[Data entries]
※

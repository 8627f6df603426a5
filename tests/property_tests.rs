//! Property-based tests using proptest.
//!
//! These tests verify invariants that should hold for all inputs,
//! helping catch edge cases that unit tests might miss.

use oplog_replication::analyzer::OpClass;
use oplog_replication::resilience::RetryConfig;
use oplog_replication::{
    AnalyzedOplogBatch, AnalyzerConfig, Namespace, OpKind, OpTime, OplogBatchAnalyzer, OplogOperation,
};
use proptest::prelude::*;
use serde_json::{json, Value};
use std::time::Duration;

// =============================================================================
// Generators
// =============================================================================

const NAMESPACES: &[&str] = &["app.users", "app.orders", "logs.events"];

/// One operation shape: `(kind selector, namespace selector)`.
fn op_shape() -> impl Strategy<Value = (u8, usize)> {
    (0u8..8, 0usize..NAMESPACES.len())
}

fn payload_for(kind: u8, ns: usize, id: usize) -> (OpKind, String, Value) {
    let namespace = NAMESPACES[ns];
    let (db, coll) = namespace.split_once('.').unwrap();
    match kind {
        0 | 1 => (OpKind::Insert, namespace.to_string(), json!({"_id": id})),
        2 => (OpKind::Update, namespace.to_string(), json!({"$set": {"n": id}})),
        3 => (OpKind::Delete, namespace.to_string(), json!({"_id": id})),
        4 => (OpKind::Noop, String::new(), json!({"msg": "periodic noop"})),
        5 => (OpKind::Command, format!("{db}.$cmd"), json!({"create": coll})),
        6 => (OpKind::Command, format!("{db}.$cmd"), json!({"createIndexes": coll, "indexes": []})),
        _ => (OpKind::Command, format!("{db}.$cmd"), json!({"dropDatabase": 1})),
    }
}

/// A hash-chained run of operations with strictly increasing op times.
fn build_run(shapes: &[(u8, usize)]) -> Vec<OplogOperation> {
    let mut prev = 0i64;
    shapes
        .iter()
        .enumerate()
        .map(|(i, &(kind, ns))| {
            let (kind, namespace, payload) = payload_for(kind, ns, i);
            let op = OplogOperation::chained(
                prev,
                OpTime::new(1, 1_000 + (i / 10) as u32, (i % 10) as u32 + 1),
                kind,
                Namespace::parse(&namespace),
                payload,
            );
            prev = op.hash;
            op
        })
        .collect()
}

// =============================================================================
// Analyzer Properties
// =============================================================================

proptest! {
    /// Flattening the analyzed batches reproduces the input exactly
    #[test]
    fn analyzer_preserves_order_and_content(
        shapes in prop::collection::vec(op_shape(), 0..60),
        max in 1usize..8,
        merge_noops in any::<bool>(),
    ) {
        let ops = build_run(&shapes);
        let analyzer = OplogBatchAnalyzer::new(AnalyzerConfig { max_cud_batch_size: max, merge_noops });

        let flattened: Vec<_> = analyzer
            .analyze(ops.clone())
            .into_iter()
            .flat_map(AnalyzedOplogBatch::into_ops)
            .collect();
        prop_assert_eq!(flattened, ops);
    }

    /// CUD batches are non-empty, capped, and touch a single namespace
    #[test]
    fn cud_batches_are_bounded_and_single_namespace(
        shapes in prop::collection::vec(op_shape(), 1..60),
        max in 1usize..8,
        merge_noops in any::<bool>(),
    ) {
        let ops = build_run(&shapes);
        let analyzer = OplogBatchAnalyzer::new(AnalyzerConfig { max_cud_batch_size: max, merge_noops });

        for batch in analyzer.analyze(ops) {
            prop_assert!(!batch.is_empty());
            if let AnalyzedOplogBatch::CudBatch(cud) = batch {
                prop_assert!(cud.ops.len() <= max);
                for op in &cud.ops {
                    match OplogBatchAnalyzer::classify(op) {
                        OpClass::Cud(namespace) => prop_assert_eq!(&namespace, &cud.namespace),
                        OpClass::Noop => prop_assert!(merge_noops),
                        other => prop_assert!(false, "{:?} inside a CUD batch", other),
                    }
                }
            }
        }
    }

    /// Commands never share a batch with anything else
    #[test]
    fn commands_stand_alone(shapes in prop::collection::vec(op_shape(), 1..60)) {
        let ops = build_run(&shapes);
        let commands = ops.iter().filter(|op| op.kind == OpKind::Command).count();

        let standalone = OplogBatchAnalyzer::default()
            .analyze(ops)
            .iter()
            .filter(|batch| match batch {
                AnalyzedOplogBatch::NamespaceJob(_) => true,
                AnalyzedOplogBatch::SingleOp(op) => op.kind == OpKind::Command,
                AnalyzedOplogBatch::CudBatch(_) => false,
            })
            .count();
        prop_assert_eq!(standalone, commands);
    }
}

// =============================================================================
// OpTime Properties
// =============================================================================

proptest! {
    /// Ordering is lexicographic over (term, secs, inc)
    #[test]
    fn optime_order_matches_tuple_order(
        a in (any::<i64>(), any::<u32>(), any::<u32>()),
        b in (any::<i64>(), any::<u32>(), any::<u32>()),
    ) {
        let x = OpTime::new(a.0, a.1, a.2);
        let y = OpTime::new(b.0, b.1, b.2);
        prop_assert_eq!(x.cmp(&y), a.cmp(&b));
    }

    /// Display output parses back to the same position
    #[test]
    fn optime_display_parses_back(term in any::<i64>(), secs in any::<u32>(), inc in any::<u32>()) {
        let op_time = OpTime::new(term, secs, inc);
        let parsed: OpTime = op_time.to_string().parse().unwrap();
        prop_assert_eq!(parsed, op_time);
    }

    /// Lag never underflows and is zero when the newer position is not newer
    #[test]
    fn lag_is_saturating(a in any::<u32>(), b in any::<u32>()) {
        let older = OpTime::new(1, a, 1);
        let newer = OpTime::new(1, b, 1);
        let lag = older.lag_secs(&newer);
        prop_assert_eq!(lag, u64::from(b.saturating_sub(a)));
    }

    /// Arbitrary strings never panic the parser
    #[test]
    fn optime_parse_never_panics(s in ".{0,40}") {
        let _ = s.parse::<OpTime>();
    }
}

// =============================================================================
// Hash Chain Properties
// =============================================================================

proptest! {
    /// Every operation of a built run verifies against its predecessor
    #[test]
    fn chain_verifies_end_to_end(shapes in prop::collection::vec(op_shape(), 1..40)) {
        let ops = build_run(&shapes);
        let mut prev = 0i64;
        for op in &ops {
            prop_assert!(op.verify_chain(prev));
            prev = op.hash;
        }
    }

    /// Changing the payload of any operation breaks its link
    #[test]
    fn tampered_payload_breaks_chain(
        shapes in prop::collection::vec(op_shape(), 1..40),
        pick in any::<prop::sample::Index>(),
    ) {
        let mut ops = build_run(&shapes);
        let i = pick.index(ops.len());
        let prev = if i == 0 { 0 } else { ops[i - 1].hash };
        ops[i].payload = json!({"tampered": true});
        prop_assert!(!ops[i].verify_chain(prev));
    }

    /// Raw document rendering parses back to the same operation
    #[test]
    fn raw_document_parses_back(shapes in prop::collection::vec(op_shape(), 1..10)) {
        for op in build_run(&shapes) {
            let parsed = OplogOperation::from_document(&op.to_document()).unwrap();
            prop_assert_eq!(parsed, op);
        }
    }
}

// =============================================================================
// Retry Backoff Properties
// =============================================================================

proptest! {
    /// Delays never decrease and never exceed the ceiling
    #[test]
    fn backoff_is_monotonic_and_capped(
        initial_ms in 1u64..1_000,
        max_ms in 1u64..60_000,
        factor in 1.0f64..4.0,
    ) {
        let config = RetryConfig {
            max_attempts: 20,
            initial_delay: Duration::from_millis(initial_ms),
            max_delay: Duration::from_millis(max_ms),
            backoff_factor: factor,
        };
        let ceiling = Duration::from_millis(max_ms.max(initial_ms));
        let mut last = Duration::ZERO;
        for attempt in 1..=20 {
            let delay = config.delay_for_attempt(attempt);
            prop_assert!(delay >= last || delay == config.max_delay);
            prop_assert!(delay <= ceiling);
            last = delay;
        }
    }
}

※

◆ What needs to be done
Could you retype exactly the lines from the first one of the records through the line containing "use proptest::prelude::*;", both included, and nothing more?

◆ Answer section
repository 8627f6df603426a5
filename tests/property_tests.rs
//! Property-based tests using proptest.
//!
//! These tests verify invariants that should hold for all inputs,
//! helping catch edge cases that unit tests might miss.

use oplog_replication::analyzer::OpClass;
use oplog_replication::resilience::RetryConfig;
use oplog_replication::{
    AnalyzedOplogBatch, AnalyzerConfig, Namespace, OpKind, OpTime, OplogBatchAnalyzer, OplogOperation,
};
use proptest::prelude::*;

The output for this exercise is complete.